### TASK PROMPT
Once the line containing "filename tests/package_tests.rs" has been printed, stop; print every line before it exactly, starting at the top of the material below.

### INFORMATION
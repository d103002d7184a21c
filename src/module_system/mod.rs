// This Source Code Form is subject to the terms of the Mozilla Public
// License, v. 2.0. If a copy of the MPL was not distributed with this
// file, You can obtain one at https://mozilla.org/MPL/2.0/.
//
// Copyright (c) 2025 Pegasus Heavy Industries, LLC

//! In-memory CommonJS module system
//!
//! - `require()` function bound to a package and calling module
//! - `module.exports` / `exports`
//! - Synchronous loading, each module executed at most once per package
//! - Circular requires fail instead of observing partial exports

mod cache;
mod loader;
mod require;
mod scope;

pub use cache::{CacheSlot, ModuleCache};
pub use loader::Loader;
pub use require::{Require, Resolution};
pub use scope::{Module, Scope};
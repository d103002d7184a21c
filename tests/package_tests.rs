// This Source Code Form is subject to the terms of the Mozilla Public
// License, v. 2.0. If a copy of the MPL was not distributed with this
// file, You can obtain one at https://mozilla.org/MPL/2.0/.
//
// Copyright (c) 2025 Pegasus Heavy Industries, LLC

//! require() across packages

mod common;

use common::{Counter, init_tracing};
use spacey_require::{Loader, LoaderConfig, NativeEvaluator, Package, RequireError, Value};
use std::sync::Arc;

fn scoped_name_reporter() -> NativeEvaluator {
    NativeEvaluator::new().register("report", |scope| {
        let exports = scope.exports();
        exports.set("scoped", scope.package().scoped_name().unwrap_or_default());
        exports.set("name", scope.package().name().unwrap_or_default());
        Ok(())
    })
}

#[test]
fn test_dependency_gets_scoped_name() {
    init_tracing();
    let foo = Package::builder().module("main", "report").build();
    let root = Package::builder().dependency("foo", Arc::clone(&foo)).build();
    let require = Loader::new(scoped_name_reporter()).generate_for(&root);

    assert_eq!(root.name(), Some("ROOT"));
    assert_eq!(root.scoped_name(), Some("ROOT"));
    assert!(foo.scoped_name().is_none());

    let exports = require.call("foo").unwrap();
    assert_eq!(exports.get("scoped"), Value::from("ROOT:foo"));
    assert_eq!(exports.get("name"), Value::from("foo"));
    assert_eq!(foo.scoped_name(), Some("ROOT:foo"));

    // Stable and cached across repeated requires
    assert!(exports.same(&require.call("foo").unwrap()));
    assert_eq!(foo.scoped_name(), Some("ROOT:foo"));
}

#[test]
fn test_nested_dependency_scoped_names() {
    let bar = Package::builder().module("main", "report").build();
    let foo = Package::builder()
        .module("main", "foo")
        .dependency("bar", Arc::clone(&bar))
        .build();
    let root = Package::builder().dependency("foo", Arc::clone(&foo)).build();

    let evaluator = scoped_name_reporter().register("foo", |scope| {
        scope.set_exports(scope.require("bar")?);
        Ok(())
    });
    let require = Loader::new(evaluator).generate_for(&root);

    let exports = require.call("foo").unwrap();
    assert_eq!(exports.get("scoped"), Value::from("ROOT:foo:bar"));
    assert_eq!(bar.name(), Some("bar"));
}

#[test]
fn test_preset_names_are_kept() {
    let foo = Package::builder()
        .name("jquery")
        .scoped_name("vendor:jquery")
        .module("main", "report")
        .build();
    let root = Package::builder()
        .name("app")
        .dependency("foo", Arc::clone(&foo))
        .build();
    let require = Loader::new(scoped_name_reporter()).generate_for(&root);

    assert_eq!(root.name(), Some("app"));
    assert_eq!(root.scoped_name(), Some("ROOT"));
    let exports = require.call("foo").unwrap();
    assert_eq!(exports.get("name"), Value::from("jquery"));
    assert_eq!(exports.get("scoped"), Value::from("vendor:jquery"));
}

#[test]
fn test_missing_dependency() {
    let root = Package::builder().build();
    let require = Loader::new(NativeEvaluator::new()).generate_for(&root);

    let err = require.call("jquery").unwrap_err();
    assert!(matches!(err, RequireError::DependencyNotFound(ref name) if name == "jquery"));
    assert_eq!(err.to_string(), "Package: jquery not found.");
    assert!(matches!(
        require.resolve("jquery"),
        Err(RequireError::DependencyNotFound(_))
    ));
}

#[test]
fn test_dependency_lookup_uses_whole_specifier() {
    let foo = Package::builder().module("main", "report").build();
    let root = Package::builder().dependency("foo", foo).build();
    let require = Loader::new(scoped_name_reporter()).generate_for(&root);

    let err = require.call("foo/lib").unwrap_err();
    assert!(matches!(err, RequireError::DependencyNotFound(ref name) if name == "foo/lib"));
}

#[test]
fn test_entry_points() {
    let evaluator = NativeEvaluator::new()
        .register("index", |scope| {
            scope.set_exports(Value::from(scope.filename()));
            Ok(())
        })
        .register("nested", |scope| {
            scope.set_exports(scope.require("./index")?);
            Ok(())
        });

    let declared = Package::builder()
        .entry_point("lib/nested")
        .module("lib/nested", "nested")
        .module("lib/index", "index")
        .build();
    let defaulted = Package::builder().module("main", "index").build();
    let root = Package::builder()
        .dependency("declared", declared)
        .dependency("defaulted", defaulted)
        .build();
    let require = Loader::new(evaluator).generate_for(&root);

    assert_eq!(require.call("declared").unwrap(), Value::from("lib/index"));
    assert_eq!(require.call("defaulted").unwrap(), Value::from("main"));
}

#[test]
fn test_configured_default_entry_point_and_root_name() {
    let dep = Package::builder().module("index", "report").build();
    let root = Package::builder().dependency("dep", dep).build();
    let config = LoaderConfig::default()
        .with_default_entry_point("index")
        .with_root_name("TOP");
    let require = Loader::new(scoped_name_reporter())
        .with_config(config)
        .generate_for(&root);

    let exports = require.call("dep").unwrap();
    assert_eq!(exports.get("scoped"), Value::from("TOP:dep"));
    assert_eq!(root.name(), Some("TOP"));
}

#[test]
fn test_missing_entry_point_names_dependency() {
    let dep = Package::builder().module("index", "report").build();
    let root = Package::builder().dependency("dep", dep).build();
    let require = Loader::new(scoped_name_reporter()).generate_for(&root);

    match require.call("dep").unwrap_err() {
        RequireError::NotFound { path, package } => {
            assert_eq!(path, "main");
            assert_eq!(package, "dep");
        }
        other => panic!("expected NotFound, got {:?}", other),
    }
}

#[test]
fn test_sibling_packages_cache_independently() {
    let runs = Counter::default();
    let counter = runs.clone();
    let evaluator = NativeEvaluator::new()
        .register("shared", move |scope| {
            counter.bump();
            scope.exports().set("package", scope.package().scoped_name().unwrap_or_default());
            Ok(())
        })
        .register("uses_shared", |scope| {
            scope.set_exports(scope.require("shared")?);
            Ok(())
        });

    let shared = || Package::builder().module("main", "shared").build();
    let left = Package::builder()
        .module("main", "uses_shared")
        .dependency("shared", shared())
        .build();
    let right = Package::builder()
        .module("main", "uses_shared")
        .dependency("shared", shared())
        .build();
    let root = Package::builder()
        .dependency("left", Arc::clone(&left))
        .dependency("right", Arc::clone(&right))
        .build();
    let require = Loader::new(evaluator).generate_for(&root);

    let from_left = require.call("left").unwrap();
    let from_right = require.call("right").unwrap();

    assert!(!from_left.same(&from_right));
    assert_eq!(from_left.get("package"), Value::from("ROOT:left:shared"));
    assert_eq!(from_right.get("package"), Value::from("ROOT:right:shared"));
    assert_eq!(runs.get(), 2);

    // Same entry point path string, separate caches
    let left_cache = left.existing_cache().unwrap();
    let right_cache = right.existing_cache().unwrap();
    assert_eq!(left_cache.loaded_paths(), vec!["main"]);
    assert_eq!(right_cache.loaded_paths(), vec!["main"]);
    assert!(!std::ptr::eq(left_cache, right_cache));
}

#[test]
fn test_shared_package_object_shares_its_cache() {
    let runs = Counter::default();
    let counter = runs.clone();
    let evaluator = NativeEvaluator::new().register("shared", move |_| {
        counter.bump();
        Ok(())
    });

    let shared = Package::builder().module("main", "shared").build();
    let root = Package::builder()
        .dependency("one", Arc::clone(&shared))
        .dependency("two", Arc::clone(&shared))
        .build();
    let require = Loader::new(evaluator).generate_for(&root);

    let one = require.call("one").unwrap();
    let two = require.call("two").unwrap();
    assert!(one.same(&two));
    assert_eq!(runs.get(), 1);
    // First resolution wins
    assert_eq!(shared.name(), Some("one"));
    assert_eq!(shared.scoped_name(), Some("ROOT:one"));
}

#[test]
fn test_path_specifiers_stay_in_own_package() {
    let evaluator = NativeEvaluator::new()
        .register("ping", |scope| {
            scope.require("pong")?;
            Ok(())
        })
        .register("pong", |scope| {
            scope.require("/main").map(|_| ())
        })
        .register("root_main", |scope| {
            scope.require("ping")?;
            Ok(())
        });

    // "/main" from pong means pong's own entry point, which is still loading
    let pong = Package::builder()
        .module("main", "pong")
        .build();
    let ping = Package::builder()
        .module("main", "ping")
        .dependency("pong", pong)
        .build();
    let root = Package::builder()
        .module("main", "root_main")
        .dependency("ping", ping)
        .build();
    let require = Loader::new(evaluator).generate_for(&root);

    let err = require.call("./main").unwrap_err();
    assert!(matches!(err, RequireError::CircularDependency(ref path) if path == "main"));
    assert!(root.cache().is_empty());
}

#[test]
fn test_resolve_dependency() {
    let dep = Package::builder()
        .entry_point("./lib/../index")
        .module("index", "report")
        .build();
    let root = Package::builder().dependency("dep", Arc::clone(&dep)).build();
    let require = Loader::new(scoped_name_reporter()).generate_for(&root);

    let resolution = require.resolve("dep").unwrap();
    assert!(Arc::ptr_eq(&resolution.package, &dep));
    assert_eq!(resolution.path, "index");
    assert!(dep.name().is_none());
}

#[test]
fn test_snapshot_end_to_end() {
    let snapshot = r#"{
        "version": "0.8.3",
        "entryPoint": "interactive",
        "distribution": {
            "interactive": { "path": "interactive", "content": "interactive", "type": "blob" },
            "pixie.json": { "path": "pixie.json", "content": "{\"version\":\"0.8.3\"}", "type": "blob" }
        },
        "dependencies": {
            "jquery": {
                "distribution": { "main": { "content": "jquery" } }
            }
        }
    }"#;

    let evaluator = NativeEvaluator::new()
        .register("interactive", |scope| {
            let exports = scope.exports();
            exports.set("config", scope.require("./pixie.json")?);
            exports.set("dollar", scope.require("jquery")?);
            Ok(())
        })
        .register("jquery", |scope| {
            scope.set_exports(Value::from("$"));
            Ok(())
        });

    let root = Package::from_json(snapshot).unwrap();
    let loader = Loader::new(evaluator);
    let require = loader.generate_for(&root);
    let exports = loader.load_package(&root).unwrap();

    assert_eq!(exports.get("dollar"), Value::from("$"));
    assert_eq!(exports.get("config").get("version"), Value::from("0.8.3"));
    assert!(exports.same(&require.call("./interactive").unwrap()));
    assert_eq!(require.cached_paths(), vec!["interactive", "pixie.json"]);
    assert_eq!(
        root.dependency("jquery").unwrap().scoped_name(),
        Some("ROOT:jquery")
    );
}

### SOLUTION
repository d103002d7184a21c
filename src/module_system/mod.rs
// This Source Code Form is subject to the terms of the Mozilla Public
// License, v. 2.0. If a copy of the MPL was not distributed with this
// file, You can obtain one at https://mozilla.org/MPL/2.0/.
//
// Copyright (c) 2025 Pegasus Heavy Industries, LLC

//! In-memory CommonJS module system
//!
//! - `require()` function bound to a package and calling module
//! - `module.exports` / `exports`
//! - Synchronous loading, each module executed at most once per package
//! - Circular requires fail instead of observing partial exports

mod cache;
mod loader;
mod require;
mod scope;

pub use cache::{CacheSlot, ModuleCache};
pub use loader::Loader;
pub use require::{Require, Resolution};
pub use scope::{Module, Scope};
repository d103002d7184a21c
filename tests/package_tests.rs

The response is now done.